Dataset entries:

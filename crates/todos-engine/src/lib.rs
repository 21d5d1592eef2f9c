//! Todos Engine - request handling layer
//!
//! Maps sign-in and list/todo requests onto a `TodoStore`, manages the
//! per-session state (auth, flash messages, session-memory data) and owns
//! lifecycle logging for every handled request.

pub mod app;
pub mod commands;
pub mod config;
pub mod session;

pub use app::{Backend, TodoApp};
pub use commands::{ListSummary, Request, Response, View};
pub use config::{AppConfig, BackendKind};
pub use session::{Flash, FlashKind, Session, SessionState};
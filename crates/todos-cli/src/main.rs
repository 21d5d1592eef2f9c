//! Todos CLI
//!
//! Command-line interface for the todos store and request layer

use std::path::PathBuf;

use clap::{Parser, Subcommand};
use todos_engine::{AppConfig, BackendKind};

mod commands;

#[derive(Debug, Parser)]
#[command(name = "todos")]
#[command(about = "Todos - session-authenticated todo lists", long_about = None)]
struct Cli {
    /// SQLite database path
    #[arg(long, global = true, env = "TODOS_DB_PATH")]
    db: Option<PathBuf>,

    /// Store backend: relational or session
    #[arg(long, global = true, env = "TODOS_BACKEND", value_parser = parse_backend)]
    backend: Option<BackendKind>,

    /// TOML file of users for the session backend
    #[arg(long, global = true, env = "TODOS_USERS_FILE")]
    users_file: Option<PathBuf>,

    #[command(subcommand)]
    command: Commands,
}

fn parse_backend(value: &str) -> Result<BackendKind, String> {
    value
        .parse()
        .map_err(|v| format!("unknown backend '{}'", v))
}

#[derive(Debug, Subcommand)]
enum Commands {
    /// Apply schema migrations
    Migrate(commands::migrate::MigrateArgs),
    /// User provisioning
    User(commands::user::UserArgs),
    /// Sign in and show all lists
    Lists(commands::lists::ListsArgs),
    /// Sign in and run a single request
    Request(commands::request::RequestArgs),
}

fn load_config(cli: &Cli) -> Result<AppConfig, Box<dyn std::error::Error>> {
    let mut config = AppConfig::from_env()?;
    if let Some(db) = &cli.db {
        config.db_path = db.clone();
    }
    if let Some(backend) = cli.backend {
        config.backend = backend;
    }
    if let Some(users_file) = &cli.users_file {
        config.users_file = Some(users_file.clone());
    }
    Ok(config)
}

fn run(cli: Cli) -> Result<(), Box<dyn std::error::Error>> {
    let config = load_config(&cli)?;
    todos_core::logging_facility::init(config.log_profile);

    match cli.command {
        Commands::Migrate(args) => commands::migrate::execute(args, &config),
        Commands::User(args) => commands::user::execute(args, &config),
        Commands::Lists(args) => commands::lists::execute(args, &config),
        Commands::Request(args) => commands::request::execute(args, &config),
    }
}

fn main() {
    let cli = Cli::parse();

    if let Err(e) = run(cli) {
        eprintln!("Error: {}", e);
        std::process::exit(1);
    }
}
* * *
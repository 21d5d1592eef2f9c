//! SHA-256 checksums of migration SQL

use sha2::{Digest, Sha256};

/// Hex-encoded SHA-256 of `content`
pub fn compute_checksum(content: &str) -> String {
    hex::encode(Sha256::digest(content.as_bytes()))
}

**How to complete this task**
A verbatim transcription is needed of the lines above, starting at the line with "filename crates/todos-engine/src/lib.rs" and ending at the line with "filename crates/todos-cli/src/main.rs", both included, and of nothing else.

**Output of the task**
filename crates/todos-engine/src/lib.rs
repository 21d5d1592eef2f9c
//! Todos Engine - request handling layer
//!
//! Maps sign-in and list/todo requests onto a `TodoStore`, manages the
//! per-session state (auth, flash messages, session-memory data) and owns
//! lifecycle logging for every handled request.

pub mod app;
pub mod commands;
pub mod config;
pub mod session;

pub use app::{Backend, TodoApp};
pub use commands::{ListSummary, Request, Response, View};
pub use config::{AppConfig, BackendKind};
pub use session::{Flash, FlashKind, Session, SessionState};
filename crates/todos-cli/src/main.rs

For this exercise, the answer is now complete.